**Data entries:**
== == ==

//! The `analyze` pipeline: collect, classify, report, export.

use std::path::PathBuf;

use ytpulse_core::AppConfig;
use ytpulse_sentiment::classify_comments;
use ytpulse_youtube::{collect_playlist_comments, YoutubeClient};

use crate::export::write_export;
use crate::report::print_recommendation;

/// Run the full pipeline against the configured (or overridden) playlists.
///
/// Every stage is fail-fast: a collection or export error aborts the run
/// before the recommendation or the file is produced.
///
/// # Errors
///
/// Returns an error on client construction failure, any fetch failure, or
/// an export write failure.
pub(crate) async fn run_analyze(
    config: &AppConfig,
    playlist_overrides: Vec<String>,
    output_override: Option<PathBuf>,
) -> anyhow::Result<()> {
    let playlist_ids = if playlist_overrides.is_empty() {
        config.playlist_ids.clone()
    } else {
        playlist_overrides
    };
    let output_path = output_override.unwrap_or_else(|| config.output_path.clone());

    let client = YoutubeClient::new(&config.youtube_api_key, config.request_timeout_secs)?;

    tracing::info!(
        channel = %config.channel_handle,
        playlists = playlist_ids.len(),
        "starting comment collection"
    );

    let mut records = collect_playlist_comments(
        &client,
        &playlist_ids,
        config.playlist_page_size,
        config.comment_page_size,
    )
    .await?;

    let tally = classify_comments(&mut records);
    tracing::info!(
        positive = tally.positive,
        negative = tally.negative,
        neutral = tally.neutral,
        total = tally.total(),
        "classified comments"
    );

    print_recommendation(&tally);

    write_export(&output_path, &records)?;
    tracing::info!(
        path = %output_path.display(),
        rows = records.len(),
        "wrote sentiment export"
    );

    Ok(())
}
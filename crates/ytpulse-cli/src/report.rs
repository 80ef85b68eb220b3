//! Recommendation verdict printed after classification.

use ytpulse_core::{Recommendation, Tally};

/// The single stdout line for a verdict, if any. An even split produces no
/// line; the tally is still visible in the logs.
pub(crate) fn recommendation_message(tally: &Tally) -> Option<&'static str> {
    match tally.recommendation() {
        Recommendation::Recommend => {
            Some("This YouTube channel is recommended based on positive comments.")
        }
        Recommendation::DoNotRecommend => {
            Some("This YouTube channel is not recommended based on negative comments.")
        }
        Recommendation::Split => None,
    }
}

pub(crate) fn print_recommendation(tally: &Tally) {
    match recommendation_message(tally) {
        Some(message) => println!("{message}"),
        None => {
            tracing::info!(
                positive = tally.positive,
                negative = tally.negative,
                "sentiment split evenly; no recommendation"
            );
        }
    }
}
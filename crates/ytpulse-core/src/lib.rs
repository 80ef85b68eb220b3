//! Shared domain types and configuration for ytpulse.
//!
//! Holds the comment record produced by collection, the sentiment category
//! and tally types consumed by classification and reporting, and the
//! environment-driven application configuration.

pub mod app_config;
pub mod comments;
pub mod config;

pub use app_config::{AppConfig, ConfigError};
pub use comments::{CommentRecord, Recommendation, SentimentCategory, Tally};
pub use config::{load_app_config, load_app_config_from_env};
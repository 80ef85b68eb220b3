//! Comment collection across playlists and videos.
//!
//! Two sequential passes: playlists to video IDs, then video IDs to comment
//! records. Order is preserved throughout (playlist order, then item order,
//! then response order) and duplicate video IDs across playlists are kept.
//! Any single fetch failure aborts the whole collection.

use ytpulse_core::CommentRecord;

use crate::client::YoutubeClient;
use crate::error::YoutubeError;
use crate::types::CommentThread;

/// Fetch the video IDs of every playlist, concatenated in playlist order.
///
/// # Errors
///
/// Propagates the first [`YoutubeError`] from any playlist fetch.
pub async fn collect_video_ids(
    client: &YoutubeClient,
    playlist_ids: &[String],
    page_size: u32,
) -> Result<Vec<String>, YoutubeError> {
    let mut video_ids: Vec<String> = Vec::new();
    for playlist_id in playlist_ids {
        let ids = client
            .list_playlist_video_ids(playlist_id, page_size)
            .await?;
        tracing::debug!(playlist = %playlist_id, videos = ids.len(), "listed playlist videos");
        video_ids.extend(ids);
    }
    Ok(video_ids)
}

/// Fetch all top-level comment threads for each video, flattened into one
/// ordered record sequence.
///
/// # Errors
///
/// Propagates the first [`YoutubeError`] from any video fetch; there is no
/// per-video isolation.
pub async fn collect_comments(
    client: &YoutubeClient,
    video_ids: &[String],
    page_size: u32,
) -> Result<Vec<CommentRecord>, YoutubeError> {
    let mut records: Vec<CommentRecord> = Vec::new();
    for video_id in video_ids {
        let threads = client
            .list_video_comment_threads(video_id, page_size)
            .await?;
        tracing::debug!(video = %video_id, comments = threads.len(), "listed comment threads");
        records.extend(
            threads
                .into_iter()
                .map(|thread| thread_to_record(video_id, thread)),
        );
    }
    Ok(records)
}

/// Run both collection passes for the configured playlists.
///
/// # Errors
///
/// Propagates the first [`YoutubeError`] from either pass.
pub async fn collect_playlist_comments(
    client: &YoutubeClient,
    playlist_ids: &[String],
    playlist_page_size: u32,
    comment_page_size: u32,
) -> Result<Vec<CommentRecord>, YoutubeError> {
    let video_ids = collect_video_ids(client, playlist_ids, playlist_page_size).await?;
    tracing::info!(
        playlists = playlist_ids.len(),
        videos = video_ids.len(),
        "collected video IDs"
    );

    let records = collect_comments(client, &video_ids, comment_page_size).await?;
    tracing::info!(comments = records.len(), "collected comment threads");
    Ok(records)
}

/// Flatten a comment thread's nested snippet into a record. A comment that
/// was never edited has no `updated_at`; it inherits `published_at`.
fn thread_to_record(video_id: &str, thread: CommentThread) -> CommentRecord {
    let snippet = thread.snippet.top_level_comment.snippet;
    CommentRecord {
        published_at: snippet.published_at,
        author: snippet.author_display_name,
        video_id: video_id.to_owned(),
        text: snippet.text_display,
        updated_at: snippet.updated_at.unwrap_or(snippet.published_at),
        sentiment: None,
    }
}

== == ==

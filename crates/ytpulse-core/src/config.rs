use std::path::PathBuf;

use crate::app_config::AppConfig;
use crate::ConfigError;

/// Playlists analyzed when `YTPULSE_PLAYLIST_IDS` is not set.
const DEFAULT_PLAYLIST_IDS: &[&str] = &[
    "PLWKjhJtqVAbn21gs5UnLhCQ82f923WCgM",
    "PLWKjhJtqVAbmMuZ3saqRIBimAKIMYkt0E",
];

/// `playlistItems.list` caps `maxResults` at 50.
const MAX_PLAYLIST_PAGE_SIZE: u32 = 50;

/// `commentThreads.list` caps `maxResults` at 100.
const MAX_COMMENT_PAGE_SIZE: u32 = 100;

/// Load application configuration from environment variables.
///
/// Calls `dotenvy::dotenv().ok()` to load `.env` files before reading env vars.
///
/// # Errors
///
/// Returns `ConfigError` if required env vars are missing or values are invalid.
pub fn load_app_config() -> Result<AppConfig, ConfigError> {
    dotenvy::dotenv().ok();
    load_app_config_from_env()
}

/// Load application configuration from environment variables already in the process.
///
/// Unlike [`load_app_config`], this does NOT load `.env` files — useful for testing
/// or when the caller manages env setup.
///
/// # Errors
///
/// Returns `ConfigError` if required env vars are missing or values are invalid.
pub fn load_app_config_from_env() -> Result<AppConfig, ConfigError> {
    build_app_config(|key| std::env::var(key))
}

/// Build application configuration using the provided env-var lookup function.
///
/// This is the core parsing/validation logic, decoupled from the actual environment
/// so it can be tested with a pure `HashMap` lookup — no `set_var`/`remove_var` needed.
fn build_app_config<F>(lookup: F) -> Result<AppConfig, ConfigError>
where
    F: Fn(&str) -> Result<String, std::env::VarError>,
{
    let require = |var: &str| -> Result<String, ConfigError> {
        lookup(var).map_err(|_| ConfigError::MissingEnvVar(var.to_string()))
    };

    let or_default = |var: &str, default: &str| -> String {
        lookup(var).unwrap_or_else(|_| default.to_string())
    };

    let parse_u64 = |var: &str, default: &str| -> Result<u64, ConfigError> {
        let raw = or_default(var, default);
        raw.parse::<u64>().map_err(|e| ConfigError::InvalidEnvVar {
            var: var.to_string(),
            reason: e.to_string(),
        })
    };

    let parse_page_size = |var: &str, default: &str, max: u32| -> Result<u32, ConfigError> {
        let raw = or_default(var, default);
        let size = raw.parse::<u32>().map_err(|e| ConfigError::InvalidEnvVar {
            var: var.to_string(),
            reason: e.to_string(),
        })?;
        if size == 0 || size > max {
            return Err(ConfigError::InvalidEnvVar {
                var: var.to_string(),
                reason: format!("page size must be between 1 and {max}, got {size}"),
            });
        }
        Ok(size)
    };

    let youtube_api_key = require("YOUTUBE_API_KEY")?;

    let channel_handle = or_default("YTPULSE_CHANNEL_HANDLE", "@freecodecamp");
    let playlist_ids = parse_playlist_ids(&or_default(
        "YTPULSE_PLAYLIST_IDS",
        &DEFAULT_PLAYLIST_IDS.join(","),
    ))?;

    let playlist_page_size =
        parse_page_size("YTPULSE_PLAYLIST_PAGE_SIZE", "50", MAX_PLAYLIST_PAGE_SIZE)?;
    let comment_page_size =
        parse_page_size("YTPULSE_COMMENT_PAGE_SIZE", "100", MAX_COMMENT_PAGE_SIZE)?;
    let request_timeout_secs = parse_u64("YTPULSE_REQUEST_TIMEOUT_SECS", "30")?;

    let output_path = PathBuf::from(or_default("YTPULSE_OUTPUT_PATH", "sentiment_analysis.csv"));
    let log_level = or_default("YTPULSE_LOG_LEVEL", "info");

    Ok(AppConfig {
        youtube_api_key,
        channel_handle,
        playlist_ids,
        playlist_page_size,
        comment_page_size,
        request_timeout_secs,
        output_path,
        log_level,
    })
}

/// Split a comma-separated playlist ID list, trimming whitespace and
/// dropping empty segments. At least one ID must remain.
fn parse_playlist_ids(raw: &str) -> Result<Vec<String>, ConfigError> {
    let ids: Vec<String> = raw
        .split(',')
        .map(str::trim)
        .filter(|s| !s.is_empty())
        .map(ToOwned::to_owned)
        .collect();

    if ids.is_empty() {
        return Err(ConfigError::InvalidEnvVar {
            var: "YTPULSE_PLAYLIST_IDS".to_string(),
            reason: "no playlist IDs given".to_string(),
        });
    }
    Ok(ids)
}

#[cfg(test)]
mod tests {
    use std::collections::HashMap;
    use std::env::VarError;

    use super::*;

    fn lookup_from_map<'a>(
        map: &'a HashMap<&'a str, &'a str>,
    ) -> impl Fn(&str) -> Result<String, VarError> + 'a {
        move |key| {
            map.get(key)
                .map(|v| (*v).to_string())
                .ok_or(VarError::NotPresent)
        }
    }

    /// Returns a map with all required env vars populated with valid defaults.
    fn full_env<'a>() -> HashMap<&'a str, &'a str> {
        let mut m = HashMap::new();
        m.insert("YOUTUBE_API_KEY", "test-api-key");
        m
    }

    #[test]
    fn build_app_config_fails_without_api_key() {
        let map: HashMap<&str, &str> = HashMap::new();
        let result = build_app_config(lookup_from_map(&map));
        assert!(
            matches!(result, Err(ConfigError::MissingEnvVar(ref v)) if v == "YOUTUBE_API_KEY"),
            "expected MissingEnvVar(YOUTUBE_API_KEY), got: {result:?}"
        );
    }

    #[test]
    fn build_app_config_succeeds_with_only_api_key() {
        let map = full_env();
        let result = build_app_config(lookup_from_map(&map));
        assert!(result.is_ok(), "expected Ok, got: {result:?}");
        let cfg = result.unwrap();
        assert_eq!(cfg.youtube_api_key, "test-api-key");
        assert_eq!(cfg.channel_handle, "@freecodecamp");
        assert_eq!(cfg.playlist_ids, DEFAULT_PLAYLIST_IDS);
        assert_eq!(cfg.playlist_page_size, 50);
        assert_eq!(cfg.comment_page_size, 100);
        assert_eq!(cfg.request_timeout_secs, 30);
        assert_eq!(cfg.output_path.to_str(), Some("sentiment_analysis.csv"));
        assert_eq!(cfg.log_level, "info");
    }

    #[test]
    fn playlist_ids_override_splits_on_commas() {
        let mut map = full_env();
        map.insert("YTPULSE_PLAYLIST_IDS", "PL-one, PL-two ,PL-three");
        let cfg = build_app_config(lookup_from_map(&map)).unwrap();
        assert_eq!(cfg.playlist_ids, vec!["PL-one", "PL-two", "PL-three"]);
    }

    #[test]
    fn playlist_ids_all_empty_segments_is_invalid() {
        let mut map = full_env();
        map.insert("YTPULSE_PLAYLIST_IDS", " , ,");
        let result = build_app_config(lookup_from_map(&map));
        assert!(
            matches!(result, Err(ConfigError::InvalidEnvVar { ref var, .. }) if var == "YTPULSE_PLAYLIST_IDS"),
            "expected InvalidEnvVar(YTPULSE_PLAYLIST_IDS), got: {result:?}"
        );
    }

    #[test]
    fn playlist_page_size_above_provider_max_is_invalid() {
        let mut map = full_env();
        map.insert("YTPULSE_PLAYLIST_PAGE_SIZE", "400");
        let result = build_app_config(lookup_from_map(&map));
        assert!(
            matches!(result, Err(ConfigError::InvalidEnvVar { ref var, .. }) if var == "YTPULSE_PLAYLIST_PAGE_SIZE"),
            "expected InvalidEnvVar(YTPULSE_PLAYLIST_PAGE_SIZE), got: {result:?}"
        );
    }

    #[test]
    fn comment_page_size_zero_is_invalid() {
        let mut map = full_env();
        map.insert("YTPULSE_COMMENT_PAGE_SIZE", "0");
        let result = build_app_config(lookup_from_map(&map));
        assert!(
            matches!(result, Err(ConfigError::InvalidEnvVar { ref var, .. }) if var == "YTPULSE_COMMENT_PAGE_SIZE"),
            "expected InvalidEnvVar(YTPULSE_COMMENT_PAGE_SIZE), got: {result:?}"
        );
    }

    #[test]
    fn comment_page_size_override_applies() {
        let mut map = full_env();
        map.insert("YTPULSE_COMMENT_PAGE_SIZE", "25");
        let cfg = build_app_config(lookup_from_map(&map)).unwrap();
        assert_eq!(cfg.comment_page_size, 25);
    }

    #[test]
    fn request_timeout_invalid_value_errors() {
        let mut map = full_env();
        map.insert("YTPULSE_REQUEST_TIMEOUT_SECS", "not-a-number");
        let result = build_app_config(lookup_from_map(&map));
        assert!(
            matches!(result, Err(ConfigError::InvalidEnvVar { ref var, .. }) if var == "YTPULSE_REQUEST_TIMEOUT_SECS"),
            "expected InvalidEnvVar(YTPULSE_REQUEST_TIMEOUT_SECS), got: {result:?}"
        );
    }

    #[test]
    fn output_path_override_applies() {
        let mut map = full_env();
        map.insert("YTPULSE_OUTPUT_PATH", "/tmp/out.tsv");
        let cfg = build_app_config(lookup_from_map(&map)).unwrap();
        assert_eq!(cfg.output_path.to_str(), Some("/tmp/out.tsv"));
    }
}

== == ==

**Task objective:** For this exercise, please output exactly the lines above starting at the line with "in the logs." and ending at the line with "the sentiment category", ends included.

**Solved exercise:**
/// line; the tally is still visible in the logs.
pub(crate) fn recommendation_message(tally: &Tally) -> Option<&'static str> {
    match tally.recommendation() {
        Recommendation::Recommend => {
            Some("This YouTube channel is recommended based on positive comments.")
        }
        Recommendation::DoNotRecommend => {
            Some("This YouTube channel is not recommended based on negative comments.")
        }
        Recommendation::Split => None,
    }
}

pub(crate) fn print_recommendation(tally: &Tally) {
    match recommendation_message(tally) {
        Some(message) => println!("{message}"),
        None => {
            tracing::info!(
                positive = tally.positive,
                negative = tally.negative,
                "sentiment split evenly; no recommendation"
            );
        }
    }
}
filename crates/ytpulse-core/src/lib.rs
repository 80ef85b68eb220b3
//! Shared domain types and configuration for ytpulse.
//!
//! Holds the comment record produced by collection, the sentiment category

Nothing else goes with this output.